La 43e session ordinaire du Conseil des ministres du CAMES, tenue à Libreville du 15 au 19 juin 2026, s’est achevée sur une décision majeure : le Gabon, par l’entremise du ministre de l’Enseignement supérieur, le Pr Charles Edgard Mombo, accède à la présidence en exercice de l’institution pour une année. Cette responsabilité stratégique place le pays au cœur des ambitions de modernisation, d’excellence et de rayonnement de l’enseignement supérieur africain.
À l’issue des travaux, marqués par l’adoption de plusieurs recommandations et résolutions, le Pr Mombo a réaffirmé la détermination du Gabon à faire de cette mandature une période d’actions concrètes et de résultats mesurables. « Cette année de présidence du Gabon sera une année de suivi rigoureux des décisions du Conseil des ministres afin que chaque résolution adoptée se traduise par des résultats tangibles », a-t-il déclaré en présentant les grandes orientations de son mandat.
Le Gabon entend notamment veiller à la mise en œuvre diligente des recommandations adoptées, promouvoir le renforcement de l’assurance qualité et de l’excellence académique dans les établissements d’enseignement supérieur, soutenir les initiatives visant à accroître la visibilité et l’attractivité internationale de la recherche scientifique produite dans les États membres, et encourager la transformation numérique de l’enseignement supérieur et de la recherche.
Cette vision s’inscrit dans la continuité du travail abattu par le secrétariat général du CAMES dirigé par le Pr Souleymane Konaté. La 43e session ordinaire a entériné les propositions des experts réunis préalablement du 15 au 16 juin à Libreville. Elle a adopté une ambitieuse stratégie de redynamisation destinée à renforcer la place de l’espace CAMES sur l’échiquier scientifique mondial.
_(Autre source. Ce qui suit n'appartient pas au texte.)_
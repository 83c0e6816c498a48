//! Decoded result rows and their column metadata.

use std::sync::Arc;

use crate::error::{Error, Result};
use crate::protocol::backend::query::{DataRow, FieldDescription};
use crate::protocol::types::{FormatCode, Oid};
use crate::types::{FromValue, Value, preferred_format};

/// Metadata of one result column, captured when the statement is described.
#[derive(Debug, Clone, PartialEq, Eq)]
pub struct ColumnInfo {
    pub name: String,
    pub type_oid: Oid,
    /// Type size (-1 for variable, -2 for null-terminated)
    pub type_size: i16,
    pub type_modifier: i32,
    /// Table OID (0 if not a table column)
    pub table_oid: Oid,
    /// Column attribute number (0 if not a table column)
    pub column_id: i16,
    /// Format the column is requested in at Bind.
    pub format: FormatCode,
}

impl ColumnInfo {
    /// Build from a Describe response; the requested format follows the type.
    pub(crate) fn from_described(field: &FieldDescription<'_>) -> Self {
        let type_oid = field.type_oid();
        Self {
            name: field.name.to_owned(),
            type_oid,
            type_size: field.type_size(),
            type_modifier: field.type_modifier(),
            table_oid: field.table_oid(),
            column_id: field.column_id(),
            format: preferred_format(type_oid),
        }
    }

    /// Build from a RowDescription that precedes the rows themselves, where
    /// the server reports the actual format.
    pub(crate) fn from_field(field: &FieldDescription<'_>) -> Self {
        Self {
            format: field.format(),
            ..Self::from_described(field)
        }
    }
}

/// A decoded result row.
#[derive(Debug, Clone)]
pub struct Row {
    columns: Arc<[ColumnInfo]>,
    values: Vec<Value>,
}

impl Row {
    /// Decode a DataRow against the column metadata.
    pub(crate) fn decode(columns: &Arc<[ColumnInfo]>, row: DataRow<'_>) -> Result<Self> {
        if row.len() != columns.len() {
            return Err(Error::Protocol(format!(
                "DataRow has {} columns, expected {}",
                row.len(),
                columns.len()
            )));
        }
        let values = columns
            .iter()
            .zip(row.iter())
            .map(|(col, raw)| Value::decode(col.type_oid, col.format, raw?))
            .collect::<Result<Vec<_>>>()?;
        Ok(Self {
            columns: Arc::clone(columns),
            values,
        })
    }

    pub fn columns(&self) -> &[ColumnInfo] {
        &self.columns
    }

    pub fn len(&self) -> usize {
        self.values.len()
    }

    pub fn is_empty(&self) -> bool {
        self.values.is_empty()
    }

    pub fn values(&self) -> &[Value] {
        &self.values
    }

    pub fn into_values(self) -> Vec<Value> {
        self.values
    }

    /// Get the raw value at `idx`.
    pub fn value(&self, idx: usize) -> Option<&Value> {
        self.values.get(idx)
    }

    /// Convert the value at `idx` into `T`.
    pub fn get<T: FromValue>(&self, idx: usize) -> Result<T> {
        let value = self.values.get(idx).ok_or_else(|| {
            Error::InvalidUsage(format!(
                "column index {} out of range for row of {} columns",
                idx,
                self.values.len()
            ))
        })?;
        T::from_value(value.clone())
    }

    /// Convert the value of the first column named `name` into `T`.
    pub fn get_by_name<T: FromValue>(&self, name: &str) -> Result<T> {
        let idx = self
            .columns
            .iter()
            .position(|col| col.name == name)
            .ok_or_else(|| Error::InvalidUsage(format!("no column named {:?}", name)))?;
        self.get(idx)
    }

    /// Move the first value out of the row.
    pub(crate) fn into_first(self) -> Value {
        self.values.into_iter().next().unwrap_or(Value::Null)
    }
}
Malgré son potentiel, l’espace CAMES ne représente aujourd’hui qu’environ 2 % de la production scientifique mondiale.
Pour inverser cette tendance, plusieurs pistes innovantes ont été retenues, dont la création d’une Académie virtuelle du CAMES. Présentée comme un véritable centre de services scientifiques et académiques, cette plateforme numérique aura pour mission d’accompagner les États et les institutions d’enseignement supérieur et de recherche dans leurs efforts pour améliorer les performances des universités, favoriser le partage des connaissances et renforcer les capacités des chercheurs.
Le programme porté par le Gabon met également l’accent sur le renforcement de la solidarité entre les États membres, le développement de la mobilité académique, l’intensification de la coopération scientifique ainsi que la promotion de l’innovation, de l’entrepreneuriat universitaire et de l’employabilité des diplômés.
La ministre guinéenne de l’Enseignement supérieur, de la Recherche et de l’Innovation, Dr Diaka Sidibé, présidente sortante, dont le travail a été salué par ses pairs, a exprimé sa confiance dans la capacité du Gabon à poursuivre les réformes.
La session de Libreville a également été marquée par un hommage appuyé au président gabonais Brice Clotaire Oligui Nguema, dont le soutien constant à l’enseignement supérieur et à l’intégration académique africaine a été unanimement salué.
Avec cette présidence, le Gabon hérite d’une mission stratégique : faire du CAMES un espace toujours plus performant, innovant et compétitif, capable de répondre aux défis contemporains de la formation, de la recherche et du développement. Une ambition qui pourrait ouvrir une nouvelle ère pour l’enseignement supérieur africain.
L’instance suprême de gouvernance du CAMES a décidé que la 44e session ordinaire se tiendra en 2027 à Yaoundé (Cameroun).